I Lived to Regret My Make-A-Wish

I Lived it:

As a woman who spent her adolescence fighting a tumor the size of a melon, I’m lucky to be alive. I pause for a moment of gratitude every morning to take in the sunrise and thank God for my life.


And then I see my signed poster of Ryan Cabrera.


It was 2003, and my mother finally allowed me to watch MTV from my hospital bed. I was in awe of every man on screen – but Cabrera, with his acoustic guitar, tall, frosted tips, and tumultuous relationship with the Simpson family, captured the attention of my sickly young heart. And like a dream, he came to visit me at the behest of the Make-a-Wish Foundation. I knew I could be at peace for the remainder of my short life.


But my tumor somehow shrank over the next year – a miracle! Mom and Dad couldn’t believe their baby was going to make it to graduation day. Cabrera’s star was falling as quickly as my white blood cell count.
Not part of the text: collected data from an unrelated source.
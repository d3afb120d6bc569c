//! Runtime observability.
//!
//! Contains the feature-gated span profiler. With the `profiling` feature
//! enabled, instrumented scopes are recorded and written out as a Chrome
//! Trace file on shutdown; without it, every entry point compiles to a
//! no-op.

pub mod profiler;
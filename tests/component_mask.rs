use corral::{ComponentMask, MAX_TYPES};

const BIT_COUNT: u64 = MAX_TYPES as u64;

#[test]
fn set_and_reset() {
    let mut mask = ComponentMask::new();
    assert_eq!(mask.count_ones(), 0);
    assert_eq!(mask.count_zeros(), BIT_COUNT);
    assert_eq!(mask.count_leading_zeros(), BIT_COUNT);
    assert_eq!(mask.count_leading_ones(), 0);
    assert_eq!(mask.count_trailing_zeros(), BIT_COUNT);
    assert_eq!(mask.count_trailing_ones(), 0);

    for i in 0..BIT_COUNT {
        mask.reset_all();
        mask.set(i);
        assert!(mask.test(i));
        assert_eq!(mask.count_ones(), 1);
        assert_eq!(mask.count_zeros(), BIT_COUNT - 1);
        assert_eq!(mask.count_trailing_zeros(), i);
        assert_eq!(mask.count_trailing_ones(), if i == 0 { 1 } else { 0 });
        assert_eq!(mask.count_leading_zeros(), BIT_COUNT - i - 1);
        assert_eq!(
            mask.count_leading_ones(),
            if i == BIT_COUNT - 1 { 1 } else { 0 }
        );
        // Setting twice is idempotent.
        mask.set(i);
        assert!(mask.test(i));
        assert_eq!(mask.count_ones(), 1);
    }

    for i in 0..BIT_COUNT {
        mask.set_all();
        mask.reset(i);
        assert!(!mask.test(i));
        assert_eq!(mask.count_ones(), BIT_COUNT - 1);
        assert_eq!(mask.count_zeros(), 1);
        assert_eq!(mask.count_trailing_zeros(), if i == 0 { 1 } else { 0 });
        assert_eq!(mask.count_trailing_ones(), i);
        assert_eq!(
            mask.count_leading_zeros(),
            if i == BIT_COUNT - 1 { 1 } else { 0 }
        );
        assert_eq!(mask.count_leading_ones(), BIT_COUNT - i - 1);
        mask.reset(i);
        assert!(!mask.test(i));
        assert_eq!(mask.count_zeros(), 1);
    }
}

#[test]
fn column_ordinal_counts_bits_below() {
    let mut mask = ComponentMask::new();
    mask.set(700);
    mask.set(501);
    mask.set(500);
    mask.set(499);
    mask.set(456);
    mask.set(311);
    mask.set(154);
    mask.set(4);
    assert_eq!(mask.count_ones_left_of(500), 5);
}

#[test]
fn comparisons() {
    let mut mask1 = ComponentMask::new();
    let mut mask2 = ComponentMask::new();
    assert_eq!(mask1, mask2);
    mask1.set_all();
    assert_ne!(mask1, mask2);
    mask1.reset_all();

    for i in (0..BIT_COUNT).step_by(2) {
        mask1.set(i);
        mask2.set(i);
        assert_eq!(mask1, mask2);
    }

    for i in (1..BIT_COUNT).step_by(2) {
        mask2.set(i);
        assert_ne!(mask1, mask2);
        assert!(!mask1.test_all(&mask2));
        assert!(mask2.test_all(&mask1));
        mask2.reset(i);
        assert_eq!(mask1, mask2);
    }
}

#[test]
fn intersection() {
    let mut mask1 = ComponentMask::new();
    let mut mask2 = ComponentMask::new();
    let mut mask3 = ComponentMask::new();
    mask1.set(100);
    mask2.set(100);
    mask2.set(900);
    mask3.set(800);
    assert_eq!((mask1 & mask2).count_ones(), 1);
    assert_eq!(mask1 & mask2, mask1);
    assert_eq!((mask3 & mask2).count_ones(), 0);
    assert_eq!((mask2 & mask2).count_ones(), 2);
    assert_eq!(mask2 & mask2, mask2);
    assert!(mask2.test_any(&mask1));
    assert!(!mask3.test_any(&mask2));
}

#[test]
fn typed_bits() {
    #[derive(Clone, Copy)]
    struct First(#[allow(dead_code)] i32);
    #[derive(Clone, Copy)]
    struct Second(#[allow(dead_code)] u8);

    let mut mask1 = ComponentMask::new();
    let mut mask2 = ComponentMask::new();
    mask1.set_type::<First>();
    mask2.set_type::<Second>();
    assert_eq!(mask1.count_ones(), 1);
    assert_eq!(mask2.count_ones(), 1);
    assert_ne!(mask1, mask2);
    mask1.set_type::<Second>();
    mask2.set_type::<First>();
    assert_eq!(mask1.count_ones(), 2);
    assert_eq!(mask2.count_ones(), 2);
    assert_eq!(mask1, mask2);
    assert!(mask1.test_type::<First>());
    mask1.reset_type::<First>();
    assert!(!mask1.test_type::<First>());
}

#[test]
fn hashing() {
    let mut mask1 = ComponentMask::new();
    let mut mask2 = ComponentMask::new();
    mask1.set(100);
    mask2.set(800);
    // Not a quality guarantee, but equal masks must agree and these two
    // particular masks must not collide.
    assert_eq!(mask1.hash(), mask1.hash());
    assert_eq!(mask2.hash(), mask2.hash());
    assert_ne!(mask1.hash(), mask2.hash());
}

#[test]
fn type_id_enumeration_is_ascending() {
    let mut mask = ComponentMask::new();
    for &bit in &[900, 3, 64, 511] {
        mask.set(bit);
    }
    let ids: Vec<u64> = mask.type_ids().collect();
    assert_eq!(ids, vec![3, 64, 511, 900]);
}

#[test]
#[should_panic(expected = "bit position out of range")]
fn out_of_range_bit_is_fatal() {
    let mut mask = ComponentMask::new();
    mask.set(BIT_COUNT);
}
It was barely a year later when I realized I had squandered my one and only wish. I would be stuck with this embarrassing Make-A-Wish for the rest of my now-long life, just because I was recovering from surgery during Season One of The Ashlee Simpson Show. If I had even a glimmer of hope that I would live to see another year, I would have thought about this choice a lot longer.



Other patients were wiser: one little burn victim went to Paris to see Justin Timberlake. A cancer patient learned choreography from Shakira – a dance that she no doubt uses to this very day (if her cancer hasn’t progressed).


I should have just gone to Disney World.


Whenever guests see the poster hanging in my home, they ask, “Was that the lead singer in your high school band?” Or, “Did you find that in an alley and frame it ironically?” I just cringe and say it was a gift from my weird uncle.


As anyone who is old or survived a life-threatening disease will tell you, life is crazy long. I can still see the beauty of the bumps along the way – but I can’t excuse this one, stupid, impulsive embarrassment of a teenage choice. I had a freaking disease, Goddamnit! I was a sick, impressionable young girl and no one had the foresight to stop me!


And that’s why I deserve two tickets to the upcoming One Direction concert.